Ok, edit. I did some calculations: apply a force of 10N perpendicular to the rope, displacing it 1 degree, and the tension in the rope on either side of the displacement is about 573N. The tension goes down with each degree of displacement. I dont know, however, if I am sort of missing the point. I can prove that it works, but why? This is a math class, not physics -- resolution of vectors. Looking at my drawings, the applied force is the leg of a right triangle, and the tension is the hypotenuse. The other leg does not really seem to enter into it -- dissipated force? Anyway, for the purpose of "Explain your answer" -- the hyp is always longer than a leg, thus the benefit?

Yes, method B will exert more pulling force on the car.

Let's say Jeff can pull a maximum of F newtons force pulling or pushing.

In method A, the maxinum pulling force on the rope will be F newtons.

In method B, the pulling force on the rope is much more than F newtons.
The tension on the rope is the pulling force on the rope, say T newtons. The F pushing the rope at about the rope's midpoint will impart tension T on the rope.
Get at the intersection of the F and the two opposing T's where the rope is being pushed. One T points to the tree; the other T points to the car.

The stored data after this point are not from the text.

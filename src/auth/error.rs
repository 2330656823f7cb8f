// SPDX-License-Identifier: AGPL-3.0-or-later
//
// Copyright (C) 2026 Relational Network

//! Authorization errors and their wire representation.
//!
//! `IntoResponse` below is the only place an [`AuthError`] becomes an HTTP
//! response. Every stage of the pipeline returns the typed error and leaves
//! formatting to this boundary.

use axum::{
    http::StatusCode,
    response::{IntoResponse, Response},
    Json,
};
use serde::Serialize;

/// Authorization failure.
///
/// Each variant maps to a fixed HTTP status and a stable machine-readable
/// code. Stages fail fast, so the variant always names the first violated
/// check.
#[derive(Debug, Clone, PartialEq, Eq, thiserror::Error)]
pub enum AuthError {
    /// No `Authorization` header on the request
    #[error("Authorization header is expected")]
    AuthorizationHeaderMissing,
    /// Header is not of the form `Bearer <token>`
    #[error("Authorization header must be of the form 'Bearer <token>'")]
    InvalidHeaderFormat,
    /// Token is not three base64url segments with a readable header and payload
    #[error("Unable to parse authentication token")]
    MalformedToken,
    /// Token declares an algorithm other than the trusted one
    #[error("Token signing algorithm is not accepted")]
    UnsupportedAlgorithm,
    /// Key id absent from the key set, even after a refresh
    #[error("Unable to find the appropriate signing key")]
    SigningKeyNotFound,
    /// Key set could not be fetched and nothing is cached
    #[error("Signing keys are currently unavailable")]
    KeySetUnavailable,
    /// Signature does not verify against the resolved key
    #[error("Token signature is invalid")]
    InvalidSignature,
    /// `exp` is in the past
    #[error("Token expired")]
    TokenExpired,
    /// `nbf` is in the future
    #[error("Token is not yet valid")]
    TokenNotYetValid,
    /// `iss` differs from the configured issuer
    #[error("Incorrect claims, please check the issuer")]
    InvalidIssuer,
    /// `aud` does not contain the configured audience
    #[error("Incorrect claims, please check the audience")]
    InvalidAudience,
    /// Required permission is not granted by the token
    #[error("Permission not found")]
    PermissionNotGranted,
}

#[derive(Serialize)]
struct AuthErrorBody {
    success: bool,
    error: u16,
    code: &'static str,
    message: String,
}

impl AuthError {
    /// Get the error code for this error.
    pub fn error_code(&self) -> &'static str {
        match self {
            AuthError::AuthorizationHeaderMissing => "authorization_header_missing",
            AuthError::InvalidHeaderFormat => "invalid_header",
            AuthError::MalformedToken => "malformed_token",
            AuthError::UnsupportedAlgorithm => "unsupported_algorithm",
            AuthError::SigningKeyNotFound => "signing_key_not_found",
            AuthError::KeySetUnavailable => "key_set_unavailable",
            AuthError::InvalidSignature => "invalid_signature",
            AuthError::TokenExpired => "token_expired",
            AuthError::TokenNotYetValid => "token_not_yet_valid",
            AuthError::InvalidIssuer => "invalid_issuer",
            AuthError::InvalidAudience => "invalid_audience",
            AuthError::PermissionNotGranted => "permission_not_granted",
        }
    }

    /// Get the HTTP status code for this error.
    pub fn status_code(&self) -> StatusCode {
        match self {
            AuthError::AuthorizationHeaderMissing
            | AuthError::InvalidHeaderFormat
            | AuthError::MalformedToken
            | AuthError::UnsupportedAlgorithm
            | AuthError::SigningKeyNotFound
            | AuthError::InvalidSignature
            | AuthError::TokenExpired
            | AuthError::TokenNotYetValid
            | AuthError::InvalidIssuer
            | AuthError::InvalidAudience => StatusCode::UNAUTHORIZED,
            AuthError::PermissionNotGranted => StatusCode::FORBIDDEN,
            AuthError::KeySetUnavailable => StatusCode::INTERNAL_SERVER_ERROR,
        }
    }
}

impl IntoResponse for AuthError {
    fn into_response(self) -> Response {
        let status = self.status_code();
        tracing::debug!(code = self.error_code(), status = status.as_u16(), "request rejected");
        let body = Json(AuthErrorBody {
            success: false,
            error: status.as_u16(),
            code: self.error_code(),
            message: self.to_string(),
        });
        (status, body).into_response()
    }
}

The components (we call Tp) of these two T's that are parallel to the F will equal or neutralize the F. So,
2(Tp) = F
Tp = F/2 = (0.5)F newtons.

The components (we call Tr) of these two opposing T's perpendicular to F will neutralize each other. [You thought of them as "dissipated forces".]

Let us say the rope is bent 178 degrees at the point of pushing. Then a T is 89 degrees from the direction of F. Hence,
T*cos(89deg) = 0.5 F
T = (0.5 F) / cos(89deg)
T = (28.65)F newtons -----which is a lot more than F newtons.
• Jan 7th 2007, 12:24 PM
sinewave85
Quote:

Originally Posted by ticbol
Yes, method B will exert more pulling force on the car.

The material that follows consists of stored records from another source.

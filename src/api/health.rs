// SPDX-License-Identifier: AGPL-3.0-or-later
//
// Copyright (C) 2026 Relational Network

use axum::{extract::State, http::StatusCode, Json};
use serde::Serialize;
use utoipa::ToSchema;

use crate::state::AppState;

/// Health check response with individual component status.
#[derive(Debug, Serialize, ToSchema)]
pub struct ReadyResponse {
    /// Overall health status ("ok" or "degraded").
    pub status: String,
    /// Individual health checks and their results.
    pub checks: HealthChecks,
}

/// Individual health check results.
#[derive(Debug, Serialize, ToSchema)]
pub struct HealthChecks {
    /// Whether the service process is running.
    pub service: String,
    /// Signing key set status ("ok" or "unavailable").
    pub jwks: String,
}

/// Simple health check response for liveness probes.
#[derive(Debug, Serialize, ToSchema)]
pub struct HealthResponse {
    pub status: String,
}

/// A cached key set counts as available; otherwise try one fetch.
async fn check_jwks(state: &AppState) -> &'static str {
    let keys = state.authorizer.key_set();
    if keys.is_cached().await {
        return "ok";
    }
    match keys.refresh().await {
        Ok(_) => "ok",
        Err(_) => "unavailable",
    }
}

/// Health check endpoint handler.
///
/// Returns 200 if all checks pass, 503 if any check fails.
#[utoipa::path(
    get,
    path = "/health",
    tag = "Health",
    responses(
        (status = 200, description = "Service is healthy", body = ReadyResponse),
        (status = 503, description = "Service is unhealthy", body = ReadyResponse)
    )
)]
pub async fn health(State(state): State<AppState>) -> (StatusCode, Json<ReadyResponse>) {
    let jwks = check_jwks(&state).await;
    let all_ok = jwks == "ok";

    let response = ReadyResponse {
        status: if all_ok { "ok" } else { "degraded" }.to_string(),
        checks: HealthChecks {
            service: "ok".to_string(),
            jwks: jwks.to_string(),
        },
    };

    let status = if all_ok {
        StatusCode::OK
    } else {
        StatusCode::SERVICE_UNAVAILABLE
    };

    (status, Json(response))
}

/// Liveness probe handler.
///
/// Always returns 200 if the process is running.
#[utoipa::path(
    get,
    path = "/health/live",
    tag = "Health",
    responses(
        (status = 200, description = "Service is alive", body = HealthResponse)
    )
)]
pub async fn liveness() -> Json<HealthResponse> {
    Json(HealthResponse {
        status: "ok".to_string(),
    })
}

/// Readiness probe handler.
///
/// Returns 200 only once the signing keys can be loaded.
#[utoipa::path(
    get,
    path = "/health/ready",
    tag = "Health",
    responses(
        (status = 200, description = "Service is ready", body = ReadyResponse),
        (status = 503, description = "Service is not ready", body = ReadyResponse)
    )
)]
pub async fn readiness(state: State<AppState>) -> (StatusCode, Json<ReadyResponse>) {
    health(state).await
}
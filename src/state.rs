// SPDX-License-Identifier: AGPL-3.0-or-later
//
// Copyright (C) 2026 Relational Network

use std::sync::Arc;

use axum::extract::FromRef;
use tokio::sync::RwLock;

use crate::auth::Authorizer;
use crate::store::InMemoryStore;

#[derive(Clone)]
pub struct AppState {
    pub store: Arc<RwLock<InMemoryStore>>,
    pub authorizer: Authorizer,
}

impl AppState {
    pub fn new(store: InMemoryStore, authorizer: Authorizer) -> Self {
        Self {
            store: Arc::new(RwLock::new(store)),
            authorizer,
        }
    }
}

/// Lets `Authorized<P>` pull the authorizer out of the router state.
impl FromRef<AppState> for Authorizer {
    fn from_ref(state: &AppState) -> Self {
        state.authorizer.clone()
    }
}
// SPDX-License-Identifier: AGPL-3.0-or-later
//
// Copyright (C) 2026 Relational Network

//! Permissions required by protected operations.
//!
//! ## Catalogue
//!
//! | Marker | Permission |
//! |--------|------------|
//! | [`ViewMovies`] | `view:movies` |
//! | [`ViewActors`] | `view:actors` |
//! | [`PostMovies`] | `post:movies` |
//! | [`PostActors`] | `post:actors` |
//! | [`UpdateMovies`] | `update:movies` |
//! | [`UpdateActors`] | `update:actors` |
//! | [`DeleteMovies`] | `delete:movies` |
//! | [`DeleteActors`] | `delete:actors` |
//!
//! Which roles hold which permissions is configured at the identity
//! provider; this service only checks what the token says.

use super::{AuthError, TrustedClaims};

/// Permission string an operation requires, fixed when the operation is
/// registered.
///
/// Construction rejects the empty string; in a `const` context that is a
/// compile error.
#[derive(Debug, Clone, Copy, PartialEq, Eq, Hash)]
pub struct RequiredPermission(&'static str);

impl RequiredPermission {
    pub const fn new(permission: &'static str) -> Self {
        assert!(
            !permission.is_empty(),
            "a protected operation must require a non-empty permission"
        );
        Self(permission)
    }

    pub const fn as_str(&self) -> &'static str {
        self.0
    }
}

impl std::fmt::Display for RequiredPermission {
    fn fmt(&self, f: &mut std::fmt::Formatter<'_>) -> std::fmt::Result {
        f.write_str(self.0)
    }
}

/// Succeed only if `required` is among the granted permissions.
///
/// Exact string membership: no prefixes, no wildcards, no case folding.
pub fn check_permission(
    claims: &TrustedClaims,
    required: RequiredPermission,
) -> Result<(), AuthError> {
    if claims.has_permission(required.as_str()) {
        Ok(())
    } else {
        Err(AuthError::PermissionNotGranted)
    }
}

/// Type-level permission, used to parameterise the
/// [`Authorized`](super::Authorized) extractor.
pub trait Permission: Send + Sync + 'static {
    const REQUIRED: RequiredPermission;
}

macro_rules! permissions {
    ($($(#[$meta:meta])* $marker:ident => $value:literal;)*) => {
        $(
            $(#[$meta])*
            #[derive(Debug, Clone, Copy)]
            pub struct $marker;

            impl Permission for $marker {
                const REQUIRED: RequiredPermission = RequiredPermission::new($value);
            }
        )*
    };
}

permissions! {
    /// List movies
    ViewMovies => "view:movies";
    /// List actors
    ViewActors => "view:actors";
    /// Create movies
    PostMovies => "post:movies";
    /// Create actors
    PostActors => "post:actors";
    /// Modify movies
    UpdateMovies => "update:movies";
    /// Modify actors
    UpdateActors => "update:actors";
    /// Delete movies
    DeleteMovies => "delete:movies";
    /// Delete actors
    DeleteActors => "delete:actors";
}

#[cfg(test)]
mod tests {
    use super::*;
    use serde_json::json;

    fn claims_with(permissions: &[&str]) -> TrustedClaims {
        TrustedClaims::from_verified(json!({
            "iss": "https://issuer.example.com/",
            "aud": ["casting"],
            "exp": 1_900_000_000,
            "permissions": permissions,
        }))
        .unwrap()
    }

    #[test]
    fn granted_permission_passes() {
        let claims = claims_with(&["post:movies", "view:movies"]);
        assert_eq!(check_permission(&claims, ViewMovies::REQUIRED), Ok(()));
    }

    #[test]
    fn missing_permission_is_not_granted() {
        let claims = claims_with(&["view:movies"]);
        assert_eq!(
            check_permission(&claims, PostMovies::REQUIRED),
            Err(AuthError::PermissionNotGranted)
        );
    }

    #[test]
    fn empty_permission_set_grants_nothing() {
        let claims = claims_with(&[]);
        for required in [ViewMovies::REQUIRED, DeleteActors::REQUIRED] {
            assert_eq!(
                check_permission(&claims, required),
                Err(AuthError::PermissionNotGranted)
            );
        }
    }

    #[test]
    fn no_prefix_or_wildcard_matching() {
        let claims = claims_with(&["view:*", "view", "view:movies:all"]);
        assert_eq!(
            check_permission(&claims, ViewMovies::REQUIRED),
            Err(AuthError::PermissionNotGranted)
        );
    }

    #[test]
    fn catalogue_strings() {
        assert_eq!(UpdateActors::REQUIRED.as_str(), "update:actors");
        assert_eq!(DeleteMovies::REQUIRED.to_string(), "delete:movies");
    }

    #[test]
    #[should_panic(expected = "non-empty permission")]
    fn empty_required_permission_is_rejected() {
        let permission = String::new();
        let leaked: &'static str = Box::leak(permission.into_boxed_str());
        let _ = RequiredPermission::new(leaked);
    }
}
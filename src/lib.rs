// SPDX-License-Identifier: AGPL-3.0-or-later
//
// Copyright (C) 2026 Relational Network

//! Casting Agency - Movies & Actors API
//!
//! A small CRUD service whose every mutating or listing route is gated by a
//! permission carried in an identity-provider-issued bearer token.
//!
//! ## Modules
//!
//! - `api` - HTTP API handlers (Axum) and the OpenAPI document
//! - `auth` - Bearer token verification against the provider's JWKS, permission checks
//! - `config` - Environment-driven settings
//! - `store` - In-memory movies and actors
//! - `telemetry` - Log output setup

pub mod api;
pub mod auth;
pub mod config;
pub mod error;
pub mod models;
pub mod state;
pub mod store;
pub mod telemetry;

Let's say Jeff can pull a maximum of F newtons force pulling or pushing.

In method A, the maxinum pulling force on the rope will be F newtons.

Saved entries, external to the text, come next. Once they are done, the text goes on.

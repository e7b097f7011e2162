//! C# sources shared by the integration tests.

pub const SANITY: &str = r#"
                        class C1
                        {
                            public void M1 () { }
                        }"#;

pub const BASIC_LINKING: &str = r#"
                    class C1
                    {
                        public void Method1()
                        {
                            Method2();
                        }
                        public void Method2()
                        {
                            Method1();
                        }
                    }"#;

pub const PARAMETERS: &str = r#"
                    class C1
                    {
                        public void M1(string p1, int p2, C1 p3)
                        {
                            p1 = null;
                            p2 = 0;
                            p3 = null;   
                        }
                    }"#;

/// The first two statements are missing their semicolons.
pub const LOCALS: &str = r#"
                    class C1
                    {
                        public void M1()
                        {
                            string l1 = "hello"
                            l1 = l1 + " world"

                            int l2 = 0;
                            l2 = l2 + 1;
                        }
                    }"#;

pub const EXTENSION_METHODS: &str = r#"
                    public static class MyExtensions
                    {
                        public string ExtensionMethod(this string myParam)
                        {
                        }
                    }

                    class MyClass
                    {
                        public void MyMethod()
                        {
                            "string".ExtensionMethod();
                        }
                    }
                   "#;

pub const OVERLOADS: &str = r#"
namespace Shop
{
    class Order
    {
        public void Add(int quantity) { }
        public void Add(string sku) { }
        public void Add(string sku, int quantity) { }

        public void Fill()
        {
            Add(1);
            Add("A-1");
            Add("A-2", 3);
            Add(null);
        }
    }
}"#;

pub const SCOPING: &str = r#"
class C1
{
    void First(int value)
    {
        int count = value;
        count = count + 1;
    }

    void Second(int value)
    {
        int count = value * 2;
    }
}"#;
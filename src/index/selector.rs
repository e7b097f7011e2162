use super::csharp_walker::CSharpWalker;
use super::walker::{DocumentWalker, WalkContext};
use crate::base::LanguageId;
use crate::error::{IndexError, IndexResult};
use rustc_hash::FxHashMap;

/// Builds a walker for one document.
pub type WalkerConstructor = fn(WalkContext) -> Box<dyn DocumentWalker>;

/// Registry of document walkers by language, filled in before a run starts.
#[derive(Debug, Clone, Default)]
pub struct WalkerSelector {
    walkers: FxHashMap<LanguageId, WalkerConstructor>,
}

impl WalkerSelector {
    /// A selector with no walkers registered.
    pub fn new() -> Self {
        Self::default()
    }

    /// A selector with every bundled walker registered.
    pub fn with_defaults() -> Self {
        let mut selector = Self::new();
        selector.register(LanguageId::csharp(), CSharpWalker::boxed);
        selector
    }

    /// Register `constructor` for `language`, replacing any earlier entry.
    pub fn register(&mut self, language: LanguageId, constructor: WalkerConstructor) -> &mut Self {
        self.walkers.insert(language, constructor);
        self
    }

    pub fn supports(&self, language: &LanguageId) -> bool {
        self.walkers.contains_key(language)
    }

    /// Walker for the document described by `cx`.
    pub fn select(&self, cx: WalkContext) -> IndexResult<Box<dyn DocumentWalker>> {
        match self.walkers.get(&cx.language) {
            Some(constructor) => Ok(constructor(cx)),
            None => Err(IndexError::unsupported_language(cx.language, cx.path)),
        }
    }
}
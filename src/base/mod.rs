//! Foundation types for the indexer.
//!
//! This module provides the primitives used throughout the crate:
//! - [`LanguageId`] - Source language tags used to pick a front-end
//! - [`FileId`] - Compact document identifiers inside one compilation
//! - [`LineCol`], [`LineIndex`] - Byte offset to line/column conversion
//! - [`TextRange`], [`TextSize`] - Source ranges (byte offsets)
//!
//! This module has NO dependencies on other modules of the crate.

mod language;
mod position;

pub use language::{FileId, LanguageId};
pub use position::{LineCol, LineIndex};

// Re-export text-size types for convenience
pub use text_size::{TextRange, TextSize};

In method B, the pulling force on the rope is much more than F newtons.
The tension on the rope is the pulling force on the rope, say T newtons. The F pushing the rope at about the rope's midpoint will impart tension T on the rope.
Get at the intersection of the F and the two opposing T's where the rope is being pushed. One T points to the tree; the other T points to the car.

The components (we call Tp) of these two T's that are parallel to the F will equal or neutralize the F. So,
2(Tp) = F
Tp = F/2 = (0.5)F newtons.

The components (we call Tr) of these two opposing T's perpendicular to F will neutralize each other. [You thought of them as "dissipated forces".]

Let us say the rope is bent 178 degrees at the point of pushing. Then a T is 89 degrees from the direction of F. Hence,
T*cos(89deg) = 0.5 F
T = (0.5 F) / cos(89deg)
T = (28.65)F newtons -----which is a lot more than F newtons.

Ok, I see! It works because the exerted force only has to counteract the Tp force -- and when the angle on the rope is very obtuse, the Tp component is very small. I had not "found" the Tp force in my drawings, only T, Tr, and F, and I could tell that something was missing, but not what. Stupid me. Anyway, thanks for the help.